Work request: Go through the material line by line and copy each one with the word "what".

Dataset content:

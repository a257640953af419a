//! Compound CSS selectors, enough for the page's selector contract.
//!
//! Supported: a selector list (`a, b`) of compound selectors made of an
//! optional tag (or `*`), `#id`, `.class`, `[attr]`, `[attr=value]` and
//! `[attr^=value]` (values optionally quoted). Combinators are rejected.

use crate::dom::Element;
use crate::error::{PageError, PageResult};
use std::str::FromStr;

#[derive(Debug, Clone, PartialEq, Eq)]
enum AttrMatch {
    Exists,
    Equals(String),
    Prefix(String),
}

#[derive(Debug, Clone, PartialEq, Eq)]
struct AttrCondition {
    name: String,
    op: AttrMatch,
}

impl AttrCondition {
    fn matches(&self, element: &Element) -> bool {
        match (element.attribute(&self.name), &self.op) {
            (None, _) => false,
            (Some(_), AttrMatch::Exists) => true,
            (Some(actual), AttrMatch::Equals(expected)) => actual == expected,
            (Some(actual), AttrMatch::Prefix(prefix)) => {
                !prefix.is_empty() && actual.starts_with(prefix.as_str())
            }
        }
    }
}

/// One compound selector, e.g. `a.nav-link[href^="#"]`.
#[derive(Debug, Clone, Default, PartialEq, Eq)]
pub struct CompoundSelector {
    tag: Option<String>,
    id: Option<String>,
    classes: Vec<String>,
    attributes: Vec<AttrCondition>,
}

impl CompoundSelector {
    pub fn matches(&self, element: &Element) -> bool {
        if let Some(tag) = &self.tag {
            if element.tag() != tag {
                return false;
            }
        }
        if let Some(id) = &self.id {
            if element.id() != Some(id.as_str()) {
                return false;
            }
        }
        self.classes.iter().all(|class| element.has_class(class))
            && self.attributes.iter().all(|attr| attr.matches(element))
    }
}

/// Comma-separated list of compound selectors; matches when any member does.
#[derive(Debug, Clone, PartialEq, Eq)]
pub struct SelectorList(Vec<CompoundSelector>);

impl SelectorList {
    pub fn parse(input: &str) -> PageResult<Self> {
        let parts = split_list(input)?;
        let selectors = parts
            .iter()
            .map(|part| Parser::new(part, input).compound())
            .collect::<PageResult<Vec<_>>>()?;
        Ok(SelectorList(selectors))
    }

    pub fn matches(&self, element: &Element) -> bool {
        self.0.iter().any(|selector| selector.matches(element))
    }
}

impl FromStr for SelectorList {
    type Err = PageError;

    fn from_str(s: &str) -> Result<Self, Self::Err> {
        SelectorList::parse(s)
    }
}

fn invalid(selector: &str, reason: impl Into<String>) -> PageError {
    PageError::Selector {
        selector: selector.to_string(),
        reason: reason.into(),
    }
}

/// Split on commas that are not inside quotes or brackets.
fn split_list(input: &str) -> PageResult<Vec<String>> {
    let mut parts = Vec::new();
    let mut current = String::new();
    let mut quote: Option<char> = None;
    let mut in_brackets = false;

    for c in input.chars() {
        match (quote, c) {
            (Some(q), c) if c == q => {
                quote = None;
                current.push(c);
            }
            (Some(_), c) => current.push(c),
            (None, '"' | '\'') => {
                quote = Some(c);
                current.push(c);
            }
            (None, '[') => {
                in_brackets = true;
                current.push(c);
            }
            (None, ']') => {
                in_brackets = false;
                current.push(c);
            }
            (None, ',') if !in_brackets => {
                parts.push(std::mem::take(&mut current).trim().to_string());
            }
            (None, c) => current.push(c),
        }
    }
    if quote.is_some() {
        return Err(invalid(input, "unterminated quote"));
    }
    parts.push(current.trim().to_string());

    if parts.iter().any(|part| part.is_empty()) {
        return Err(invalid(input, "empty selector"));
    }
    Ok(parts)
}

struct Parser<'a> {
    chars: Vec<char>,
    pos: usize,
    source: &'a str,
}

impl<'a> Parser<'a> {
    fn new(part: &str, source: &'a str) -> Self {
        Parser {
            chars: part.chars().collect(),
            pos: 0,
            source,
        }
    }

    fn peek(&self) -> Option<char> {
        self.chars.get(self.pos).copied()
    }

    fn ident(&mut self) -> String {
        let start = self.pos;
        while let Some(c) = self.peek() {
            if c.is_alphanumeric() || c == '-' || c == '_' {
                self.pos += 1;
            } else {
                break;
            }
        }
        self.chars[start..self.pos].iter().collect()
    }

    fn required_ident(&mut self, what: &str) -> PageResult<String> {
        let ident = self.ident();
        if ident.is_empty() {
            Err(invalid(self.source, format!("expected {} name", what)))
        } else {
            Ok(ident)
        }
    }

    fn value(&mut self) -> PageResult<String> {
        match self.peek() {
            Some(q @ ('"' | '\'')) => {
                self.pos += 1;
                let start = self.pos;
                while let Some(c) = self.peek() {
                    if c == q {
                        let value = self.chars[start..self.pos].iter().collect();
                        self.pos += 1;
                        return Ok(value);
                    }
                    self.pos += 1;
                }
                Err(invalid(self.source, "unterminated quote"))
            }
            _ => self.required_ident("attribute value"),
        }
    }

    fn expect(&mut self, expected: char) -> PageResult<()> {
        if self.peek() == Some(expected) {
            self.pos += 1;
            Ok(())
        } else {
            Err(invalid(self.source, format!("expected '{}'", expected)))
        }
    }

    fn attribute(&mut self) -> PageResult<AttrCondition> {
        let name = self.required_ident("attribute")?.to_lowercase();
        let op = match self.peek() {
            Some(']') => AttrMatch::Exists,
            Some('=') => {
                self.pos += 1;
                AttrMatch::Equals(self.value()?)
            }
            Some('^') => {
                self.pos += 1;
                self.expect('=')?;
                AttrMatch::Prefix(self.value()?)
            }
            _ => return Err(invalid(self.source, "unsupported attribute operator")),
        };
        self.expect(']')?;
        Ok(AttrCondition { name, op })
    }

    fn compound(mut self) -> PageResult<CompoundSelector> {
        let mut selector = CompoundSelector::default();

        if self.peek() == Some('*') {
            self.pos += 1;
        } else {
            let tag = self.ident();
            if !tag.is_empty() {
                selector.tag = Some(tag.to_lowercase());
            }
        }

        while let Some(c) = self.peek() {
            self.pos += 1;
            match c {
                '#' => selector.id = Some(self.required_ident("id")?),
                '.' => selector.classes.push(self.required_ident("class")?),
                '[' => selector.attributes.push(self.attribute()?),
                c if c.is_whitespace() || c == '>' || c == '+' || c == '~' => {
                    return Err(invalid(self.source, "combinators are not supported"));
                }
                c => {
                    return Err(invalid(
                        self.source,
                        format!("unexpected character '{}'", c),
                    ))
                }
            }
        }
        Ok(selector)
    }
}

Response area:
    fn required_ident(&mut self, what: &str) -> PageResult<String> {
            Err(invalid(self.source, format!("expected {} name", what)))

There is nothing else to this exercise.